Long Noncoding RNAs and Stress Response in the Nucleolus

Abstract

Long noncoding RNAs (lncRNAs) perform diverse functions in the regulation of cellular processes. Here we consider a variety of lncRNAs found in the ribosome production center, the nucleolus, and focus on their role in the response to environmental stressors. Nucleolar lncRNAs ensure stress adaptation by cessation of resource-intensive ribosomal RNA (rRNA) synthesis and by inducing the massive sequestration of proteins within the nucleolus. Different cell states like quiescence and cancer are also controlled by specific lncRNAs in the nucleolus. Taken together, recent findings allow us to consider lncRNAs as multifunctional regulators of nucleolar activities, which are responsive to various physiological conditions.

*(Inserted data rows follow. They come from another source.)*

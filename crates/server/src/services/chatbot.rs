//! Keyword chatbot for the storefront help widget.
//!
//! The parser is a fixed, ordered rule table matched by case-insensitive
//! substring. The first rule with a matching keyword wins; anything else
//! gets the fallback reply pointing at the contact form.

use serde::Serialize;

/// A canned reply from the chatbot.
#[derive(Debug, Clone, PartialEq, Eq, Serialize)]
pub struct BotReply {
    /// Reply text.
    pub text: String,
    /// Optional suggested link (API path or storefront URL).
    #[serde(skip_serializing_if = "Option::is_none")]
    pub link: Option<String>,
}

struct Rule {
    keywords: &'static [&'static str],
    reply: &'static str,
    link: Option<&'static str>,
}

/// Rule order matters: more specific intents come first so "cancel my
/// order" hits the order rule, not the subscription one.
const RULES: &[Rule] = &[
    Rule {
        keywords: &["order", "delivery", "shipping", "track"],
        reply: "You can follow your orders and their status from your account. \
                Orders page: account > orders.",
        link: Some("/api/orders"),
    },
    Rule {
        keywords: &["refund", "money back", "cancel"],
        reply: "Pending and paid orders can be cancelled from the order page; \
                refunds are issued to the original payment method within 5 business days.",
        link: None,
    },
    Rule {
        keywords: &["price", "pricing", "cost", "how much"],
        reply: "All prices are listed on the product pages, taxes included. \
                Have a look at our catalog.",
        link: Some("/api/products"),
    },
    Rule {
        keywords: &["subscription", "subscribe", "renewal"],
        reply: "Subscriptions renew automatically. You can cancel anytime from \
                your account; access remains until the end of the paid period.",
        link: Some("/api/subscriptions"),
    },
    Rule {
        keywords: &["password", "login", "sign in", "account"],
        reply: "If you cannot sign in, use the password reset link on the login \
                page. Verification emails can take a few minutes to arrive.",
        link: None,
    },
    Rule {
        keywords: &["human", "agent", "someone", "support"],
        reply: "Sure - send us a message through the contact form and our \
                support team will get back to you by email.",
        link: Some("/api/contact-messages"),
    },
];

const FALLBACK: &str = "I did not quite get that. You can ask me about orders, \
                        pricing, subscriptions, or your account - or reach our \
                        support team through the contact form.";

/// The storefront chatbot.
pub struct ChatbotService;

impl ChatbotService {
    /// Produce a reply for a visitor message.
    #[must_use]
    pub fn reply(message: &str) -> BotReply {
        let normalized = message.to_lowercase();

        for rule in RULES {
            if rule.keywords.iter().any(|k| normalized.contains(k)) {
                return BotReply {
                    text: rule.reply.to_owned(),
                    link: rule.link.map(ToOwned::to_owned),
                };
            }
        }

        BotReply {
            text: FALLBACK.to_owned(),
            link: Some("/api/contact-messages".to_owned()),
        }
    }
}

#[cfg(test)]
mod tests {
    use super::*;

    #[test]
    fn test_order_keywords() {
        let reply = ChatbotService::reply("Where is my ORDER?");
        assert!(reply.text.contains("orders"));
        assert_eq!(reply.link.as_deref(), Some("/api/orders"));
    }

    #[test]
    fn test_case_insensitive_match() {
        assert_eq!(
            ChatbotService::reply("TRACK my package"),
            ChatbotService::reply("track my package")
        );
    }

    #[test]
    fn test_first_rule_wins() {
        // "cancel my order" contains keywords of both the order and refund
        // rules; the order rule is listed first.
        let reply = ChatbotService::reply("I want to cancel my order");
        assert_eq!(reply.link.as_deref(), Some("/api/orders"));
    }

    #[test]
    fn test_pricing_keywords() {
        let reply = ChatbotService::reply("how much does the EDR plan cost?");
        assert!(reply.text.contains("prices"));
    }

    #[test]
    fn test_human_handoff() {
        let reply = ChatbotService::reply("can I talk to a human please");
        assert_eq!(reply.link.as_deref(), Some("/api/contact-messages"));
    }

    #[test]
    fn test_fallback() {
        let reply = ChatbotService::reply("zzz unrelated gibberish");
        assert_eq!(reply.text, FALLBACK);
        assert_eq!(reply.link.as_deref(), Some("/api/contact-messages"));
    }
}
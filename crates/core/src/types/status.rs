//! Status enums for various entities.

use serde::{Deserialize, Serialize};

/// Order lifecycle status.
///
/// Orders start `pending` at checkout, become `paid` once the payment
/// provider confirms the intent, and end `fulfilled` or `cancelled`.
#[derive(Debug, Clone, Copy, PartialEq, Eq, Hash, Serialize, Deserialize, Default)]
#[cfg_attr(feature = "postgres", derive(sqlx::Type))]
#[cfg_attr(
    feature = "postgres",
    sqlx(type_name = "order_status", rename_all = "snake_case")
)]
#[serde(rename_all = "snake_case")]
pub enum OrderStatus {
    #[default]
    Pending,
    Paid,
    Fulfilled,
    Cancelled,
}

impl OrderStatus {
    /// Whether a transition from `self` to `next` is legal.
    ///
    /// pending -> {paid, cancelled}; paid -> {fulfilled, cancelled};
    /// fulfilled and cancelled are terminal.
    #[must_use]
    pub const fn can_transition_to(self, next: Self) -> bool {
        matches!(
            (self, next),
            (Self::Pending, Self::Paid | Self::Cancelled)
                | (Self::Paid, Self::Fulfilled | Self::Cancelled)
        )
    }
}

/// Payment transaction status.
#[derive(Debug, Clone, Copy, PartialEq, Eq, Hash, Serialize, Deserialize, Default)]
#[cfg_attr(feature = "postgres", derive(sqlx::Type))]
#[cfg_attr(
    feature = "postgres",
    sqlx(type_name = "transaction_status", rename_all = "snake_case")
)]
#[serde(rename_all = "snake_case")]
pub enum TransactionStatus {
    #[default]
    Pending,
    Succeeded,
    Failed,
}

/// Contact message handling status.
#[derive(Debug, Clone, Copy, PartialEq, Eq, Hash, Serialize, Deserialize, Default)]
#[cfg_attr(feature = "postgres", derive(sqlx::Type))]
#[cfg_attr(
    feature = "postgres",
    sqlx(type_name = "contact_message_status", rename_all = "snake_case")
)]
#[serde(rename_all = "snake_case")]
pub enum ContactMessageStatus {
    #[default]
    Open,
    Responded,
    Closed,
}

/// Subscription lifecycle status (mirrors the payment provider's view).
#[derive(Debug, Clone, Copy, PartialEq, Eq, Hash, Serialize, Deserialize, Default)]
#[cfg_attr(feature = "postgres", derive(sqlx::Type))]
#[cfg_attr(
    feature = "postgres",
    sqlx(type_name = "subscription_status", rename_all = "snake_case")
)]
#[serde(rename_all = "snake_case")]
pub enum SubscriptionStatus {
    #[default]
    Active,
    PastDue,
    Cancelled,
}

/// Severity/flavor of the storefront main message banner.
#[derive(Debug, Clone, Copy, PartialEq, Eq, Hash, Serialize, Deserialize, Default)]
#[cfg_attr(feature = "postgres", derive(sqlx::Type))]
#[cfg_attr(
    feature = "postgres",
    sqlx(type_name = "message_severity", rename_all = "snake_case")
)]
#[serde(rename_all = "snake_case")]
pub enum MessageSeverity {
    #[default]
    Info,
    Promo,
    Warning,
}

#[cfg(test)]
mod tests {
    use super::*;

    #[test]
    fn test_order_status_legal_transitions() {
        assert!(OrderStatus::Pending.can_transition_to(OrderStatus::Paid));
        assert!(OrderStatus::Pending.can_transition_to(OrderStatus::Cancelled));
        assert!(OrderStatus::Paid.can_transition_to(OrderStatus::Fulfilled));
        assert!(OrderStatus::Paid.can_transition_to(OrderStatus::Cancelled));
    }

    #[test]
    fn test_order_status_illegal_transitions() {
        assert!(!OrderStatus::Pending.can_transition_to(OrderStatus::Fulfilled));
        assert!(!OrderStatus::Fulfilled.can_transition_to(OrderStatus::Cancelled));
        assert!(!OrderStatus::Cancelled.can_transition_to(OrderStatus::Pending));
        assert!(!OrderStatus::Paid.can_transition_to(OrderStatus::Paid));
    }

    #[test]
    fn test_serde_snake_case() {
        let json = serde_json::to_string(&OrderStatus::Paid).expect("serialize");
        assert_eq!(json, "\"paid\"");
        let back: OrderStatus = serde_json::from_str("\"cancelled\"").expect("deserialize");
        assert_eq!(back, OrderStatus::Cancelled);
    }
}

Keywords: PAPAS; SLERT; chromatin; intergenic spacers; lncRNA; noncoding RNA; nucleolus; pRNA; ribosomal RNA; stress.

Figure 1

Scheme of a mouse rRNA gene with associated proteins. The pre-rRNA coding region consists of 18S, 5.8S and 28S rRNA sequences and transcribed ETS and ITS spacers. Individual rDNA repeats are separated by IGSs. Pol I transcription at the 47S promoter is initiated by specific set of proteins, which includes UBF and SL1 complex. The dimers of UBF are also associated with the pre-rRNA coding regions of active rDNA repeats. Transcription ends at multiple terminator elements (T_1–10) that bind TTF-I protein. In addition, TTF1 occupies a terminator-like sequence (T₀) near the rDNA promoter. IGSs also contain repetitive enhancer elements and spacer promoters, which in mice are located about 2 kb upstream of the pre-rRNA transcription start site.

Figure 2

Mechanisms of pRNA and PAPAS action. (a) pRNA is transcribed by Pol I from spacer promoters juxtaposed to active rRNA genes. A hairpin structure of pRNA is recognized by TIP5 protein that allows it to form the Nucleolar Remodeling Complex (NoRC). Glucose starvation increases the activity of SIRT1, which deacetylates TIP5 and thereby enhances its association with pRNA. NoRC shifts a promoter nucleosome into a repressive position to block the 47S promoter and provides chromatin repression by histone deacetylation (removal of H4ac marks) and establishment of H3K9me3 modification. The 5′-end of pRNA forms RNA-DNA triplex with T_o site of the rDNA promoter. The triplex impairs TTF-I binding and recruits DNMT3b, which methylates DNA (indicated as CH3). (b) Quiescence and heat shock activate Pol II-mediated transcription of PAPAS antisense RNAs, which starts from random sites within the rDNA locus. PAPAS is able to anchor by forming DNA:RNA triplex with the enhancer element region in the IGS. Upon quiescence, PAPAS recruits Suv4-20h2, which establishes the repressive H4K20me3 mark at the rDNA. Under heat shock, PAPAS interacts with dephosphorylated CHD4 protein, a component of the NuRD complex that represses rDNA transcription by histone deacetylation and promoter nucleosome shifting.

Figure 3

IGSRNAs and A-body formation in human cells. IGS₂₂RNA and IGS₂₈RNA are transcribed by Pol I from two distinct IGS promoters in response to heat shock and acidosis stress, respectively. These transcripts capture HSP70, VHL and many other nucleoplasmic proteins for their detention in the nucleolus. The electrostatic interactions between cationic amyloid-converting motifs of proteins and negatively charged unstructured IGSRNAs trigger formation of the solid A-body in the nucleolus.